Jangan sampai polisi terjebak pada permainan politik atau menjadi alat politik. Polri dituntut mampu mengamankan setiap tahapan demokrasi secara baik, bertanggung jawab, mampu mencegah terjadinya konflik, menjaga netralitasnya, serta mampu menjaga setiap kebijakan pemerintah secara profesional.

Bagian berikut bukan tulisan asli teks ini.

//! Per-engine scratch containers.
//!
//! Algorithms rent position buffers and BFS queues here instead of
//! allocating per call. The pools are plain fields on the engine (one per
//! engine, single-threaded); rent on entry, return on exit. After a fatal
//! invariant failure the engine is unusable anyway, so a leaked buffer on a
//! panicking path is not a concern.

use std::collections::VecDeque;

use super::grid::Pos;

#[derive(Debug, Default)]
pub struct ScratchPools {
    pos_vecs: Vec<Vec<Pos>>,
    queues: Vec<VecDeque<Pos>>,
    flag_vecs: Vec<Vec<bool>>,
}

impl ScratchPools {
    pub fn new() -> Self {
        ScratchPools::default()
    }

    pub fn take_positions(&mut self) -> Vec<Pos> {
        self.pos_vecs.pop().unwrap_or_default()
    }

    pub fn put_positions(&mut self, mut buf: Vec<Pos>) {
        buf.clear();
        self.pos_vecs.push(buf);
    }

    pub fn take_queue(&mut self) -> VecDeque<Pos> {
        self.queues.pop().unwrap_or_default()
    }

    pub fn put_queue(&mut self, mut queue: VecDeque<Pos>) {
        queue.clear();
        self.queues.push(queue);
    }

    /// A cleared flag buffer of at least `len` entries, all false.
    pub fn take_flags(&mut self, len: usize) -> Vec<bool> {
        let mut flags = self.flag_vecs.pop().unwrap_or_default();
        flags.clear();
        flags.resize(len, false);
        flags
    }

    pub fn put_flags(&mut self, flags: Vec<bool>) {
        self.flag_vecs.push(flags);
    }
}

#[cfg(test)]
mod tests {
    use super::*;

    #[test]
    fn test_buffers_are_reused() {
        let mut pools = ScratchPools::new();
        let mut buf = pools.take_positions();
        buf.push(Pos::new(1, 2));
        let cap = buf.capacity();
        pools.put_positions(buf);

        let buf = pools.take_positions();
        assert!(buf.is_empty(), "returned buffer must come back cleared");
        assert_eq!(buf.capacity(), cap, "returned buffer must be recycled");
    }

    #[test]
    fn test_flags_cleared_on_take() {
        let mut pools = ScratchPools::new();
        let mut flags = pools.take_flags(4);
        flags[2] = true;
        pools.put_flags(flags);

        let flags = pools.take_flags(8);
        assert_eq!(flags.len(), 8);
        assert!(flags.iter().all(|&f| !f));
    }
}
//! Gravity and refill.
//!
//! Columns compact independently: each empty playable cell pulls the
//! nearest movable, non-empty tile above it. Tiles pinned by a
//! gravity-blocking cover never move; everything else slides past them.
//! After compaction, each column's top playable cell (the spawner) receives
//! a new tile whose color comes from the spawn model on the Refill stream;
//! the two passes alternate until the column is settled.

use super::board::GameBoard;
use super::events::{EventCollector, GameEvent};
use super::grid::Pos;
use super::rng::XorShift64;
use super::spawn_model::{SpawnContext, SpawnModel};
use super::tile::Tile;

/// One full compaction pass. Returns true if any tile moved.
pub fn apply_gravity(board: &mut GameBoard, events: &mut EventCollector) -> bool {
    let mut moved = false;
    for x in 0..board.width() {
        for y in (0..board.height()).rev() {
            let dest = Pos::new(x, y);
            if !board.is_empty_playable(dest) {
                continue;
            }
            let Some(src) = nearest_movable_above(board, dest) else { continue };

            let Some(mut tile) = board.take_tile(src) else { continue };
            // The grid index updates now; the visual stays at the origin so
            // the animation driver can interpolate the drop.
            tile.is_falling = true;
            let id = tile.id;
            let dynamic_cover =
                board.cover(src).map_or(false, |c| c.kind.is_dynamic());
            board.set_tile(dest, Some(tile));
            if dynamic_cover {
                board.transplant_cover(src, dest);
            }

            let base = events.stamp();
            events.push(GameEvent::TileMoved { base, id, from: src, to: dest });
            moved = true;
        }
    }
    moved
}

/// Nearest cell above `dest` in the same column holding a movable tile.
fn nearest_movable_above(board: &GameBoard, dest: Pos) -> Option<Pos> {
    for y in (0..dest.y).rev() {
        let pos = Pos::new(dest.x, y);
        if board.tile(pos).is_none() {
            continue;
        }
        if board.is_movable(pos) {
            return Some(pos);
        }
        // Pinned tile: gravity slides later tiles past it.
    }
    None
}

/// Fills each column's empty top source with one new tile. Returns true if
/// anything spawned.
pub fn refill_step(
    board: &mut GameBoard,
    events: &mut EventCollector,
    spawn_model: &mut dyn SpawnModel,
    rng: &mut XorShift64,
    target_difficulty: f32,
) -> bool {
    let mut spawned = false;
    for x in 0..board.width() {
        let Some(top) = top_source(board, x) else { continue };
        if board.tile(top).is_some() {
            continue;
        }

        let histogram = board.color_histogram();
        let ctx = SpawnContext {
            column: x,
            histogram: &histogram,
            color_count: board.color_count(),
            target_difficulty,
        };
        let color = spawn_model.spawn_color(ctx, rng);

        let id = board.alloc_tile_id();
        let visual_from = (top.x as f32, (top.y - 1) as f32);
        let mut tile = Tile::colored(id, color, visual_from.0, visual_from.1);
        tile.is_falling = true;
        board.set_tile(top, Some(tile));

        let base = events.stamp();
        events.push(GameEvent::TileSpawned { base, id, pos: top, color, visual_from });
        spawned = true;
    }
    spawned
}

/// Topmost playable cell of the column, if any.
fn top_source(board: &GameBoard, x: i32) -> Option<Pos> {
    (0..board.height()).map(|y| Pos::new(x, y)).find(|&p| board.is_playable(p))
}

/// Alternates gravity and refill until the board stops changing.
/// Returns true if anything moved or spawned.
pub fn settle(
    board: &mut GameBoard,
    events: &mut EventCollector,
    spawn_model: &mut dyn SpawnModel,
    rng: &mut XorShift64,
    target_difficulty: f32,
) -> bool {
    let mut changed = false;
    loop {
        let moved = apply_gravity(board, events);
        let spawned = refill_step(board, events, spawn_model, rng, target_difficulty);
        if !moved && !spawned {
            break;
        }
        changed = true;
    }
    changed
}
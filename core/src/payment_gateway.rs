//! Payment collaborator seam.
//!
//! The payment processor is external. A purchase hands it the account and the
//! total amount; it either completes or fails with an error this crate never
//! inspects.

use crate::error::BoxError;
use crate::types::{AccountId, Money};
use thiserror::Error;

/// Failure raised by a payment service, forwarded untouched
#[derive(Error, Debug)]
#[error(transparent)]
pub struct PaymentError(#[from] BoxError);

impl PaymentError {
    /// Wraps any collaborator error
    pub fn new(error: impl Into<BoxError>) -> Self {
        Self(error.into())
    }

    /// Unwraps the collaborator's own error
    #[must_use]
    pub fn into_inner(self) -> BoxError {
        self.0
    }
}

/// Ticket payment service
///
/// Abstraction over whatever takes the customer's money.
pub trait TicketPaymentService: Send + Sync {
    /// Charge `total_amount` to the account
    ///
    /// # Errors
    ///
    /// Returns error if the payment could not be made
    fn make_payment(&self, account_id: AccountId, total_amount: Money) -> Result<(), PaymentError>;
}
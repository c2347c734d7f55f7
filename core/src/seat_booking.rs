//! Seat reservation collaborator seam.

use crate::error::BoxError;
use crate::types::AccountId;
use thiserror::Error;

/// Failure raised by a seat reservation service, forwarded untouched
#[derive(Error, Debug)]
#[error(transparent)]
pub struct ReservationError(#[from] BoxError);

impl ReservationError {
    /// Wraps any collaborator error
    pub fn new(error: impl Into<BoxError>) -> Self {
        Self(error.into())
    }

    /// Unwraps the collaborator's own error
    #[must_use]
    pub fn into_inner(self) -> BoxError {
        self.0
    }
}

/// Seat reservation service
pub trait SeatReservationService: Send + Sync {
    /// Reserve `total_seats_to_allocate` seats for the account
    ///
    /// # Errors
    ///
    /// Returns error if the seats could not be reserved
    fn reserve_seat(
        &self,
        account_id: AccountId,
        total_seats_to_allocate: u32,
    ) -> Result<(), ReservationError>;
}
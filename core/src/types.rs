//! Domain types for cinema ticket purchases.
//!
//! Value objects only: nothing here is persisted, and every derived quantity
//! ([`TicketCounts`], [`PurchaseSummary`]) is recomputed per purchase.

use crate::error::InvalidPurchaseError;
use serde::{Deserialize, Serialize};
use std::fmt;

// ============================================================================
// Identifiers
// ============================================================================

/// A validated account identifier.
///
/// Only strictly positive identities can be constructed, so every collaborator
/// receiving an `AccountId` can rely on it being valid.
#[derive(Clone, Copy, Debug, PartialEq, Eq, PartialOrd, Ord, Hash, Serialize, Deserialize)]
#[serde(try_from = "i64", into = "i64")]
pub struct AccountId(i64);

impl AccountId {
    /// Returns the raw identity
    #[must_use]
    pub const fn as_i64(&self) -> i64 {
        self.0
    }
}

impl TryFrom<i64> for AccountId {
    type Error = InvalidPurchaseError;

    fn try_from(value: i64) -> Result<Self, Self::Error> {
        if value > 0 {
            Ok(Self(value))
        } else {
            Err(InvalidPurchaseError::InvalidAccountId)
        }
    }
}

impl From<AccountId> for i64 {
    fn from(id: AccountId) -> Self {
        id.0
    }
}

impl fmt::Display for AccountId {
    fn fmt(&self, f: &mut fmt::Formatter<'_>) -> fmt::Result {
        write!(f, "{}", self.0)
    }
}

// ============================================================================
// Money Value Object (pence-based to avoid floating point errors)
// ============================================================================

/// Represents money in pence to avoid floating-point arithmetic errors
#[derive(Clone, Copy, Debug, Default, PartialEq, Eq, PartialOrd, Ord, Hash, Serialize, Deserialize)]
pub struct Money(u64);

impl Money {
    /// Zero pence
    pub const ZERO: Self = Self(0);

    /// Creates a `Money` value from pence
    #[must_use]
    pub const fn from_pence(pence: u64) -> Self {
        Self(pence)
    }

    /// Creates a `Money` value from whole pounds, saturating at `u64::MAX` pence
    #[must_use]
    pub const fn from_pounds(pounds: u64) -> Self {
        Self(pounds.saturating_mul(100))
    }

    /// Returns the amount in pence
    #[must_use]
    pub const fn pence(&self) -> u64 {
        self.0
    }

    /// Returns the amount in whole pounds (rounded down)
    #[must_use]
    pub const fn pounds(&self) -> u64 {
        self.0 / 100
    }

    /// Checks if the amount is zero
    #[must_use]
    pub const fn is_zero(&self) -> bool {
        self.0 == 0
    }

    /// Adds two money amounts, saturating at `u64::MAX` pence
    #[must_use]
    pub const fn saturating_add(self, other: Self) -> Self {
        Self(self.0.saturating_add(other.0))
    }

    /// Multiplies money by a quantity, saturating at `u64::MAX` pence
    #[must_use]
    pub const fn saturating_multiply(self, quantity: u32) -> Self {
        Self(self.0.saturating_mul(quantity as u64))
    }
}

impl fmt::Display for Money {
    fn fmt(&self, f: &mut fmt::Formatter<'_>) -> fmt::Result {
        write!(f, "£{}.{:02}", self.pounds(), self.pence() % 100)
    }
}

// ============================================================================
// Tickets
// ============================================================================

/// Ticket category
///
/// Closed set: the price table and seat rule below are exhaustive matches.
#[derive(Clone, Copy, Debug, PartialEq, Eq, Hash, Serialize, Deserialize)]
#[serde(rename_all = "SCREAMING_SNAKE_CASE")]
pub enum TicketType {
    /// Adult ticket (£25, occupies a seat)
    Adult,
    /// Child ticket (£15, occupies a seat)
    Child,
    /// Infant ticket (free, sits on an adult's lap)
    Infant,
}

impl TicketType {
    /// Every ticket type, in price-table order
    pub const ALL: [Self; 3] = [Self::Adult, Self::Child, Self::Infant];

    /// Price of a single ticket of this type
    #[must_use]
    pub const fn unit_price(self) -> Money {
        match self {
            Self::Adult => Money::from_pounds(25),
            Self::Child => Money::from_pounds(15),
            Self::Infant => Money::ZERO,
        }
    }

    /// Whether a ticket of this type needs a seat reserved
    #[must_use]
    pub const fn requires_seat(self) -> bool {
        match self {
            Self::Adult | Self::Child => true,
            Self::Infant => false,
        }
    }
}

impl fmt::Display for TicketType {
    fn fmt(&self, f: &mut fmt::Formatter<'_>) -> fmt::Result {
        match self {
            Self::Adult => write!(f, "ADULT"),
            Self::Child => write!(f, "CHILD"),
            Self::Infant => write!(f, "INFANT"),
        }
    }
}

/// A request for some number of tickets of one type.
///
/// Immutable once built; a count of zero is allowed and contributes nothing.
#[derive(Clone, Copy, Debug, PartialEq, Eq, Hash, Serialize, Deserialize)]
pub struct TicketTypeRequest {
    ticket_type: TicketType,
    no_of_tickets: u32,
}

impl TicketTypeRequest {
    /// Creates a new request
    #[must_use]
    pub const fn new(ticket_type: TicketType, no_of_tickets: u32) -> Self {
        Self {
            ticket_type,
            no_of_tickets,
        }
    }

    /// Request for `n` adult tickets
    #[must_use]
    pub const fn adult(n: u32) -> Self {
        Self::new(TicketType::Adult, n)
    }

    /// Request for `n` child tickets
    #[must_use]
    pub const fn child(n: u32) -> Self {
        Self::new(TicketType::Child, n)
    }

    /// Request for `n` infant tickets
    #[must_use]
    pub const fn infant(n: u32) -> Self {
        Self::new(TicketType::Infant, n)
    }

    /// The requested ticket type
    #[must_use]
    pub const fn ticket_type(&self) -> TicketType {
        self.ticket_type
    }

    /// The number of tickets requested
    #[must_use]
    pub const fn no_of_tickets(&self) -> u32 {
        self.no_of_tickets
    }
}

impl fmt::Display for TicketTypeRequest {
    fn fmt(&self, f: &mut fmt::Formatter<'_>) -> fmt::Result {
        write!(f, "{}:{}", self.ticket_type, self.no_of_tickets)
    }
}

/// Per-category ticket totals aggregated from a list of requests.
///
/// Counts saturate at `u32::MAX` rather than wrapping, so an absurdly large
/// request still trips the capacity rule.
#[derive(Clone, Copy, Debug, Default, PartialEq, Eq, Serialize, Deserialize)]
pub struct TicketCounts {
    /// Adult tickets
    pub adult: u32,
    /// Child tickets
    pub child: u32,
    /// Infant tickets
    pub infant: u32,
}

impl TicketCounts {
    /// Sums the requested tickets per category. Order of requests is irrelevant.
    #[must_use]
    pub fn from_requests(requests: &[TicketTypeRequest]) -> Self {
        requests.iter().fold(Self::default(), |mut counts, request| {
            let slot = match request.ticket_type() {
                TicketType::Adult => &mut counts.adult,
                TicketType::Child => &mut counts.child,
                TicketType::Infant => &mut counts.infant,
            };
            *slot = slot.saturating_add(request.no_of_tickets());
            counts
        })
    }

    /// Number of tickets of the given type
    #[must_use]
    pub const fn count(&self, ticket_type: TicketType) -> u32 {
        match ticket_type {
            TicketType::Adult => self.adult,
            TicketType::Child => self.child,
            TicketType::Infant => self.infant,
        }
    }

    /// Total number of tickets across all categories
    #[must_use]
    pub const fn total(&self) -> u32 {
        self.adult.saturating_add(self.child).saturating_add(self.infant)
    }

    /// Whether any child or infant tickets are present
    #[must_use]
    pub const fn has_dependants(&self) -> bool {
        self.child > 0 || self.infant > 0
    }

    /// Seats needed: infants do not occupy one
    #[must_use]
    pub fn seats_to_reserve(&self) -> u32 {
        TicketType::ALL
            .into_iter()
            .filter(|ticket_type| ticket_type.requires_seat())
            .fold(0, |seats, ticket_type| {
                seats.saturating_add(self.count(ticket_type))
            })
    }

    /// Price of all tickets according to the price table
    #[must_use]
    pub fn total_price(&self) -> Money {
        TicketType::ALL
            .into_iter()
            .fold(Money::ZERO, |total, ticket_type| {
                let subtotal = ticket_type
                    .unit_price()
                    .saturating_multiply(self.count(ticket_type));
                total.saturating_add(subtotal)
            })
    }
}

/// Outcome of a successful purchase.
#[derive(Clone, Copy, Debug, PartialEq, Eq, Serialize, Deserialize)]
pub struct PurchaseSummary {
    /// Account that paid and holds the seats
    pub account_id: AccountId,
    /// Aggregated ticket counts
    pub counts: TicketCounts,
    /// Amount charged
    pub total_price: Money,
    /// Seats reserved
    pub seats_reserved: u32,
}

#[cfg(test)]
#[allow(clippy::unwrap_used)]
mod tests {
    use super::*;

    #[test]
    fn test_account_id_rejects_non_positive() {
        assert_eq!(
            AccountId::try_from(0),
            Err(InvalidPurchaseError::InvalidAccountId)
        );
        assert_eq!(
            AccountId::try_from(-7),
            Err(InvalidPurchaseError::InvalidAccountId)
        );
        assert_eq!(AccountId::try_from(1).unwrap().as_i64(), 1);
    }

    #[test]
    fn test_account_id_deserialize_is_validated() {
        let id: AccountId = serde_json::from_str("42").unwrap();
        assert_eq!(i64::from(id), 42);
        assert!(serde_json::from_str::<AccountId>("0").is_err());
    }

    #[test]
    fn test_price_table() {
        assert_eq!(TicketType::Adult.unit_price(), Money::from_pounds(25));
        assert_eq!(TicketType::Child.unit_price(), Money::from_pounds(15));
        assert!(TicketType::Infant.unit_price().is_zero());
        assert!(!TicketType::Infant.requires_seat());
    }

    #[test]
    fn test_money_display() {
        assert_eq!(Money::from_pounds(95).to_string(), "£95.00");
        assert_eq!(Money::from_pence(1505).to_string(), "£15.05");
    }

    #[test]
    fn test_money_saturating_arithmetic() {
        assert_eq!(
            Money::from_pence(u64::MAX).saturating_add(Money::from_pence(1)),
            Money::from_pence(u64::MAX)
        );
        assert_eq!(
            Money::from_pounds(25).saturating_multiply(3),
            Money::from_pounds(75)
        );
        assert_eq!(
            Money::from_pence(u64::MAX).saturating_multiply(2),
            Money::from_pence(u64::MAX)
        );
        assert_eq!(Money::from_pounds(u64::MAX).pence(), u64::MAX);
    }

    #[test]
    fn test_counts_sum_duplicates() {
        let counts = TicketCounts::from_requests(&[
            TicketTypeRequest::adult(2),
            TicketTypeRequest::child(1),
            TicketTypeRequest::adult(3),
            TicketTypeRequest::infant(0),
        ]);

        assert_eq!(counts.adult, 5);
        assert_eq!(counts.child, 1);
        assert_eq!(counts.infant, 0);
        assert_eq!(counts.total(), 6);
        assert_eq!(counts.seats_to_reserve(), 6);
        assert_eq!(counts.total_price(), Money::from_pounds(140));
    }

    #[test]
    fn test_counts_order_independent() {
        let forward = TicketCounts::from_requests(&[
            TicketTypeRequest::adult(2),
            TicketTypeRequest::child(3),
        ]);
        let reversed = TicketCounts::from_requests(&[
            TicketTypeRequest::child(3),
            TicketTypeRequest::adult(2),
        ]);
        assert_eq!(forward, reversed);
    }

    #[test]
    fn test_counts_saturate() {
        let counts = TicketCounts::from_requests(&[
            TicketTypeRequest::adult(u32::MAX),
            TicketTypeRequest::adult(1),
            TicketTypeRequest::child(5),
        ]);
        assert_eq!(counts.adult, u32::MAX);
        assert_eq!(counts.total(), u32::MAX);
    }

    #[test]
    fn test_infants_are_free_and_seatless() {
        let counts = TicketCounts::from_requests(&[
            TicketTypeRequest::adult(1),
            TicketTypeRequest::infant(4),
        ]);
        assert_eq!(counts.seats_to_reserve(), 1);
        assert_eq!(counts.total_price(), Money::from_pounds(25));
        assert!(counts.has_dependants());
    }

    #[test]
    fn test_ticket_type_serde_names() {
        assert_eq!(serde_json::to_string(&TicketType::Infant).unwrap(), "\"INFANT\"");
        let request: TicketTypeRequest =
            serde_json::from_str(r#"{"ticket_type":"CHILD","no_of_tickets":3}"#).unwrap();
        assert_eq!(request, TicketTypeRequest::child(3));
    }
}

Revolusi mental ditubuh Polri sangat dibutuhkan untuk mengembalikan citra Polri. Revolusi mental dapat diwujudkan dalam bentuk menciptakan personel yang mempunyai kemampuan intelejensia dan tangguh di lapangan, membina anggota polisi untuk mengubah pelayanan buruk menjadi pelayanan prima, taat pada hukum, menjaga ketertiban dan pelindung masyarakat.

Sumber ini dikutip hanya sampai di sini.